## EXERCISE DETAILS
Say how many lines in the data hold "losses". Nothing else belongs in the answer.
*** Opening GIVEN RECORDS ***
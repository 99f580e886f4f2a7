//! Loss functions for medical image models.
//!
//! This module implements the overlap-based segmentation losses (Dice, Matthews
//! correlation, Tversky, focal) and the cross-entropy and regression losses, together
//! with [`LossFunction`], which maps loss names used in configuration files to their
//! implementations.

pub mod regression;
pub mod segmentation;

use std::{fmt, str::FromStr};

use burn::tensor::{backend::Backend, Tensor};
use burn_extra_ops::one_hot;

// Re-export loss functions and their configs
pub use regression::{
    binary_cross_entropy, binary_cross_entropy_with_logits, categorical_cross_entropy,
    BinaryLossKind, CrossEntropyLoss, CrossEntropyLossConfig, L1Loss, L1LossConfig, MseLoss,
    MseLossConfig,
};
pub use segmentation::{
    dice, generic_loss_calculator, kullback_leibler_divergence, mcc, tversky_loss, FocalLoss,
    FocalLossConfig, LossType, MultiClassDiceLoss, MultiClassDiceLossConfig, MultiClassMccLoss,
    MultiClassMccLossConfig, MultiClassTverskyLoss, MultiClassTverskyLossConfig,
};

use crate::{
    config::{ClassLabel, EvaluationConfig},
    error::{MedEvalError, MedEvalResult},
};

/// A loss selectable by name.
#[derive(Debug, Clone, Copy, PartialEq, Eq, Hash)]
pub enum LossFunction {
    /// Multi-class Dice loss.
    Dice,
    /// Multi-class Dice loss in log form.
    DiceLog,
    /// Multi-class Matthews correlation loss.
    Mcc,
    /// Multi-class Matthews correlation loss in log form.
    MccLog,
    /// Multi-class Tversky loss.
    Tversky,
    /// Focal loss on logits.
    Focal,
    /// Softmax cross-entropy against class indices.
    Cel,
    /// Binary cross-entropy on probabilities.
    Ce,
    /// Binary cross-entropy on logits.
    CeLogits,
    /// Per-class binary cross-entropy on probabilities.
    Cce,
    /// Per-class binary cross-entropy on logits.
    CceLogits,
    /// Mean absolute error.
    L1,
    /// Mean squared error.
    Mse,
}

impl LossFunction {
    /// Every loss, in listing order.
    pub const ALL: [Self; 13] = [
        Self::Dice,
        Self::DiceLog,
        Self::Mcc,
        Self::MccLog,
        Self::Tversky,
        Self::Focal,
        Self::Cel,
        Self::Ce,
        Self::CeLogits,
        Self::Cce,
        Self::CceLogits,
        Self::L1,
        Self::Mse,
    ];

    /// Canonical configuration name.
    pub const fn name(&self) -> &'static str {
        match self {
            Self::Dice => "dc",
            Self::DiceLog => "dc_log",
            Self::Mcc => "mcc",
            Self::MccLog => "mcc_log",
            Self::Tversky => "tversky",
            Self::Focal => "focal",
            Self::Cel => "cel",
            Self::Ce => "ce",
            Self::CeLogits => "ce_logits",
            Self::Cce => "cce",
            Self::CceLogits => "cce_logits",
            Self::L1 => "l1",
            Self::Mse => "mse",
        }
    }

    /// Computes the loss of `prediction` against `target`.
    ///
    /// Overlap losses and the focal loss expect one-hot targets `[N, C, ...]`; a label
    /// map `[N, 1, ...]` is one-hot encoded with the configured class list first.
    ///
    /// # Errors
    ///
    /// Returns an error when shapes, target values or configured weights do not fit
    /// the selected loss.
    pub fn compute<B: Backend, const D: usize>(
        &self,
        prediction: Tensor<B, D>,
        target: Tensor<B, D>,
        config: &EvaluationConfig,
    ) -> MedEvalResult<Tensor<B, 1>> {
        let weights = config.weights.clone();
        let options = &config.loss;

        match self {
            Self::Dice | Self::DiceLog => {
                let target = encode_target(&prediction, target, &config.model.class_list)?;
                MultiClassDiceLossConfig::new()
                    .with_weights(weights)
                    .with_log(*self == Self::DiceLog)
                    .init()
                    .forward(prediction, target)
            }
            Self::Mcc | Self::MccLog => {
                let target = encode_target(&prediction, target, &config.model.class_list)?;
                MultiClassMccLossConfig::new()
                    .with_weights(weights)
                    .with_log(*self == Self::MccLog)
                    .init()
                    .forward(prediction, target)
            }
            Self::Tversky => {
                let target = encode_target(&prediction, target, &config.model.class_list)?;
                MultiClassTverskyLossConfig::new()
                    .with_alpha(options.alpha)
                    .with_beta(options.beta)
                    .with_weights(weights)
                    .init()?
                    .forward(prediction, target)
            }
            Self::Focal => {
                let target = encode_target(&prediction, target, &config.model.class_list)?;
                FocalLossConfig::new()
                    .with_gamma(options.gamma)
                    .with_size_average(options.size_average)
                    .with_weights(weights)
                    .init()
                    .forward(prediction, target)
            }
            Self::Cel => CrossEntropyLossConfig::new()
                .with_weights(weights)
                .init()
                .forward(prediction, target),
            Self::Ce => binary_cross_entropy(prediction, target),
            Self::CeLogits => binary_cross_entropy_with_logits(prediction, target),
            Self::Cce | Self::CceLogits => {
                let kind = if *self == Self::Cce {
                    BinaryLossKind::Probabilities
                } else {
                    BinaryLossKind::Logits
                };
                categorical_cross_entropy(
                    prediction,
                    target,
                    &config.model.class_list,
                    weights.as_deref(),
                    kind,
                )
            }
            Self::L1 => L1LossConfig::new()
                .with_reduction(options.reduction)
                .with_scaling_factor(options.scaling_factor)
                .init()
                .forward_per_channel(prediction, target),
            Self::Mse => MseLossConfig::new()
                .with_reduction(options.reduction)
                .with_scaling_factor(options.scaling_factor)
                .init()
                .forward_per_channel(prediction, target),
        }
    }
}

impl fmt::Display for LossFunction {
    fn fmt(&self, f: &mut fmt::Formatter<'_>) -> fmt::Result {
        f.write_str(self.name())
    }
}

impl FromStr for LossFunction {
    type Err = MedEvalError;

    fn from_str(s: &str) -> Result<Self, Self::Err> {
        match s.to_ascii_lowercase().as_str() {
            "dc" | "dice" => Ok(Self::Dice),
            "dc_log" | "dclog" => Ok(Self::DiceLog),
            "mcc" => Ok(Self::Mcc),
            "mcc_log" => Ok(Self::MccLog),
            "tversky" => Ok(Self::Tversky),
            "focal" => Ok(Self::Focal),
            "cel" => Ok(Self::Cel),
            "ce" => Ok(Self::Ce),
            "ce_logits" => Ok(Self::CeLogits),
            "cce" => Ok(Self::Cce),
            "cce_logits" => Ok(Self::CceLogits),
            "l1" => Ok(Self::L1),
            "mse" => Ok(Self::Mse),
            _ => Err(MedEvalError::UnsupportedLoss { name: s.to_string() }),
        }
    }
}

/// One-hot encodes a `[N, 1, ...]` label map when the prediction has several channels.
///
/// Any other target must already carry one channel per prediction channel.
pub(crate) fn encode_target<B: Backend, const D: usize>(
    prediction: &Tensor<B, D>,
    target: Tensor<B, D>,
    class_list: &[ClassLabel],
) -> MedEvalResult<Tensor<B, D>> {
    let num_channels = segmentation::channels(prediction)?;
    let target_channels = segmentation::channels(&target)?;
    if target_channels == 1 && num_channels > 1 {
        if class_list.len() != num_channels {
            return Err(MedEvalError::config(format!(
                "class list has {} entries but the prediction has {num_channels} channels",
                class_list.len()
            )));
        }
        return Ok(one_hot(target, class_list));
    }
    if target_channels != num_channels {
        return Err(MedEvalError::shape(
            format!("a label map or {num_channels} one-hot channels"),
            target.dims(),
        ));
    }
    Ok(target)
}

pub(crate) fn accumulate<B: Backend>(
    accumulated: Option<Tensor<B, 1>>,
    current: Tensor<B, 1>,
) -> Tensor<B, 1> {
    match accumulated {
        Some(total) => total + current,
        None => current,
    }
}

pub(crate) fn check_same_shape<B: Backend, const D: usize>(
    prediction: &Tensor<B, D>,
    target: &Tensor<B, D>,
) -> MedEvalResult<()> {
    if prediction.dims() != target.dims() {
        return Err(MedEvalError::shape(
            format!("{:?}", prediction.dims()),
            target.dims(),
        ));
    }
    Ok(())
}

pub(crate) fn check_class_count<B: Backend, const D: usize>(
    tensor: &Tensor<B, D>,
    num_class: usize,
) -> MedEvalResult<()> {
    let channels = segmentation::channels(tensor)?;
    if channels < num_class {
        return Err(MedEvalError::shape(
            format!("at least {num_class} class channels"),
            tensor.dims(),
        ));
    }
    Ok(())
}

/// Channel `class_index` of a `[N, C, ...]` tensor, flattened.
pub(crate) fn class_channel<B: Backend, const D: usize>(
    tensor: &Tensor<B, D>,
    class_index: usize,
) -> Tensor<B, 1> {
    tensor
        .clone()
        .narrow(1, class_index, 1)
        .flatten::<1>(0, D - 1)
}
*** Closing GIVEN RECORDS ***
## ANSWER BELOW
3